People who skip a wedding ceremony save up more, and can invest this money for long-term rewards. Besides the exorbitant costs of a single day, not getting married can also help your credit situation. With the Equal Credit Opportunity Act, you can take a loan without a partner. Moreover, you can help improve your or your partner’s credit score without having to marry them. Just add them as authorized users of your credit card. The finance part of life doesn’t require a white dress or vows on the altar.

# Consequences of marrying at the wrong age

We all have aunts and mothers who married before 18 and had children in their early twenties. Now, they look down at you and scoff when you talk about not getting married. The average age of marriage now lies between 25 and 30, and quite rightly so!

The benefits of not getting married young are exceptional and abundant. The 20s are the time of your life when you are figuring yourself out. You need to focus on your aspirations, likes, dislikes, sexual awareness, and career goals. Also, it’s a time with the least amount of responsibilities and the most scope of fun. You are neither bound to school or college nor have home restrictions or a 10 pm curfew. It’s the perfect time to work hard and party harder.

# The adverse effects of a divorce

As much as we’d like to cling to the ‘a thousand years’ or ‘together forever’ dream, it’s not nearly possible. Most marriages come with an end date to it. We just don’t know it yet. Did you know, according to research, almost 50% of all marriages end up in a divorce or a separation? The stats rise to 60% if it’s your second marriage. The USA ranks 6th in the world when it comes to divorce rates. And divorces come at a hefty financial and emotional cost. The average cost of a divorce is more than $15,000. It could be worse if you have to pay alimony to your ex-spouse.

However, the emotional scars can’t be evaluated as a single value. People feel deep pain, confusion, and betrayal in relationships quite frequently. It can increase the chances of suicidal tendencies, PTSD, and other distressful psychological symptoms. The case worsens when there are children involved in a divorce. They are put through extra stress that can adversely affect their physical and mental well-being. Moreover, fighting over child custody or child-care expenses further leads to distress. While breakups can be as messy, if not more, and being single can be lonely as well, getting divorced is hell in itself. It’s advantageous to stay unmarried and avoid the nightmarish experience of a divorce.

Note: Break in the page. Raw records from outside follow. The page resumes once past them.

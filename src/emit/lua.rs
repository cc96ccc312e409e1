//! Lua serialization of logic blocks.
//!
//! The single stage that turns IR into host text. Output is deterministic:
//! the same block always renders to the same bytes.
//!
//! # Host environment
//!
//! Each rendered fragment is a Lua chunk evaluated with an environment that
//! provides:
//!
//! - `o` – the owning object's property table (absent keys read as `0`)
//! - `scene` – object id to property table
//! - `host` – `host.play_sound(obj, name)` and `host.stop_sound(obj, name)`
//! - `math` – the standard math library
//!
//! `With` statements shadow `o` inside a `do ... end` block.

use serde::Serialize;
use std::fmt::Write as FmtWrite;

use super::ir::{BinaryOp, Block, Builtin, Expr, FragmentSet, HostCall, Stmt, Target, UnaryOp};

/// Rendered text of the three phases.
#[derive(Debug, Clone, Default, PartialEq, Eq, Serialize)]
pub struct RenderedFragments {
    pub enter: String,
    #[serde(rename = "continue")]
    pub continue_: String,
    pub exit: String,
}

/// Renders IR blocks as Lua source.
#[derive(Debug, Clone, Copy)]
pub struct LuaRenderer {
    /// Spaces per indentation level.
    pub indent_width: usize,
    /// Indentation level of top-level statements.
    pub offset: usize,
}

impl Default for LuaRenderer {
    fn default() -> Self {
        Self {
            indent_width: 4,
            offset: 0,
        }
    }
}

impl LuaRenderer {
    pub fn new(indent_width: usize, offset: usize) -> Self {
        Self {
            indent_width,
            offset,
        }
    }

    /// Render a block. A block without effect renders as an empty string at
    /// any offset.
    pub fn render_block(&self, block: &Block) -> String {
        if block.is_empty() {
            return String::new();
        }
        let mut out = String::new();
        self.write_block(&mut out, block, self.offset);
        out
    }

    pub fn render_fragments(&self, set: &FragmentSet) -> RenderedFragments {
        RenderedFragments {
            enter: self.render_block(&set.enter),
            continue_: self.render_block(&set.continue_),
            exit: self.render_block(&set.exit),
        }
    }

    fn pad(&self, level: usize) -> String {
        " ".repeat(self.indent_width * level)
    }

    fn write_block(&self, out: &mut String, block: &Block, level: usize) {
        for stmt in block.stmts() {
            self.write_stmt(out, stmt, level);
        }
    }

    fn write_stmt(&self, out: &mut String, stmt: &Stmt, level: usize) {
        let pad = self.pad(level);
        // Writing to a String cannot fail.
        let _ = match stmt {
            Stmt::Set { key, value } => {
                writeln!(out, "{pad}o[{}] = {}", quote(key), expr(value))
            }
            Stmt::Local { name, value } => writeln!(out, "{pad}local {name} = {}", expr(value)),
            Stmt::If {
                cond,
                then,
                otherwise,
            } => {
                let _ = writeln!(out, "{pad}if {} then", expr(cond));
                self.write_block(out, then, level + 1);
                if !otherwise.stmts().is_empty() {
                    let _ = writeln!(out, "{pad}else");
                    self.write_block(out, otherwise, level + 1);
                }
                writeln!(out, "{pad}end")
            }
            Stmt::With { object, body } => {
                let _ = writeln!(out, "{pad}do");
                let _ = writeln!(
                    out,
                    "{}local o = scene[{}]",
                    self.pad(level + 1),
                    quote(object)
                );
                self.write_block(out, body, level + 1);
                writeln!(out, "{pad}end")
            }
            Stmt::Host(call) => match call {
                HostCall::PlaySound(sound) => {
                    writeln!(out, "{pad}host.play_sound(o, {})", quote(sound))
                }
                HostCall::StopSound(sound) => {
                    writeln!(out, "{pad}host.stop_sound(o, {})", quote(sound))
                }
            },
            Stmt::Comment(text) => writeln!(out, "{pad}-- {}", text.replace(['\n', '\r'], " ")),
        };
    }
}

/// Render an expression. Every compound expression is parenthesized, so
/// operator precedence never depends on context.
pub fn expr(e: &Expr) -> String {
    match e {
        Expr::Num(n) => number(*n),
        Expr::Prop { on, key } => match on {
            Target::This => format!("o[{}]", quote(key)),
            Target::Object(id) => format!("scene[{}][{}]", quote(id), quote(key)),
        },
        Expr::Local(name) => name.clone(),
        Expr::Unary(op, inner) => match op {
            UnaryOp::Neg => format!("(-{})", expr(inner)),
            UnaryOp::Not => format!("(not {})", expr(inner)),
        },
        Expr::Binary(op, a, b) => format!("({} {} {})", expr(a), binary_op(*op), expr(b)),
        Expr::Call(builtin, args) => {
            let args: Vec<String> = args.iter().map(expr).collect();
            format!("{}({})", builtin_name(*builtin), args.join(", "))
        }
        Expr::Select(cond, a, b) => {
            format!("({} and {} or {})", expr(cond), expr(a), expr(b))
        }
    }
}

fn binary_op(op: BinaryOp) -> &'static str {
    match op {
        BinaryOp::Add => "+",
        BinaryOp::Sub => "-",
        BinaryOp::Mul => "*",
        BinaryOp::Div => "/",
        BinaryOp::Lt => "<",
        BinaryOp::Le => "<=",
        BinaryOp::Gt => ">",
        BinaryOp::Ge => ">=",
        BinaryOp::Eq => "==",
        BinaryOp::Ne => "~=",
        BinaryOp::And => "and",
        BinaryOp::Or => "or",
    }
}

fn builtin_name(builtin: Builtin) -> &'static str {
    match builtin {
        Builtin::Sqrt => "math.sqrt",
        Builtin::Acos => "math.acos",
        Builtin::Abs => "math.abs",
        Builtin::Min => "math.min",
        Builtin::Max => "math.max",
    }
}

/// Shortest decimal that reads back as the same `f64`. Negative literals are
/// parenthesized so `a - -1` never turns into a `--` comment.
fn number(n: f64) -> String {
    if n < 0.0 {
        format!("({})", n)
    } else if n == 0.0 {
        // also folds -0.0
        "0".to_string()
    } else {
        format!("{}", n)
    }
}

/// Lua string literal.
pub fn quote(s: &str) -> String {
    let mut out = String::with_capacity(s.len() + 2);
    out.push('"');
    for c in s.chars() {
        match c {
            '\\' => out.push_str("\\\\"),
            '"' => out.push_str("\\\""),
            '\n' => out.push_str("\\n"),
            '\r' => out.push_str("\\r"),
            '\t' => out.push_str("\\t"),
            c if (c as u32) < 0x20 || c as u32 == 0x7f => {
                let _ = write!(out, "\\{:03}", c as u32);
            }
            c => out.push(c),
        }
    }
    out.push('"');
    out
}
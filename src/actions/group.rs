//! Group fan-out.
//!
//! Wraps an object action and carries the flattened member list. Every member
//! receives the inner generator's blocks unchanged; the dispatcher binds each
//! member in turn, so a member only ever writes its own bag.

use super::{ActionContext, ActionGen, ActionGenerator};
use crate::emit::Block;
use crate::scene::index::Members;

#[derive(Debug, Clone)]
pub struct GroupAction {
    group: String,
    members: Members,
    inner: Box<ActionGen>,
}

impl GroupAction {
    pub fn new(group: &str, members: Members, inner: ActionGen) -> Self {
        Self {
            group: group.to_string(),
            members,
            inner: Box::new(inner),
        }
    }

    pub fn group(&self) -> &str {
        &self.group
    }

    pub fn members(&self) -> &Members {
        &self.members
    }
}

impl ActionGenerator for GroupAction {
    fn emit_setup(&self) -> Block {
        self.inner.generator().emit_setup()
    }

    fn emit_enter(&self, ctx: &ActionContext) -> Block {
        self.inner.generator().emit_enter(ctx)
    }

    fn emit_continue(&self, ctx: &ActionContext) -> Block {
        self.inner.generator().emit_continue(ctx)
    }

    fn emit_exit(&self, ctx: &ActionContext) -> Block {
        self.inner.generator().emit_exit(ctx)
    }
}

# You can avoid the dramatic in-laws

Let’s be honest, no one wants to chat with Aunty Betty every holiday. Or bear snide remarks from the ever-so-stern mother-in-law. It’s just not everyone’s cup of tea. Dealing with passive-aggressive in-laws and extended families takes a toll on our mental well-being. They are usually threatened by your presence. They don’t respect your boundaries and find fault in all your actions. Often, these types of in-laws are controlling, demeaning, and highly self-centered and many mothers-in-law ruin marriages more often than you think. They may not mesh well with your family as well. Their over-reactive actions can ruin more than just a Thanksgiving dinner.

# A challenging decision


Are you more of an introvert or a private person? Do you dislike sharing your personal space? Do you have a disability that makes cohabiting a place with another person a nuisance for you? If your personal preferences clash with the idea of traditional marriage, then skip it altogether. A successful married life requires an equal amount of sacrifices and adjustments from the couple. Thus, you have to be 100% willing and excited about this idea before tying the knot.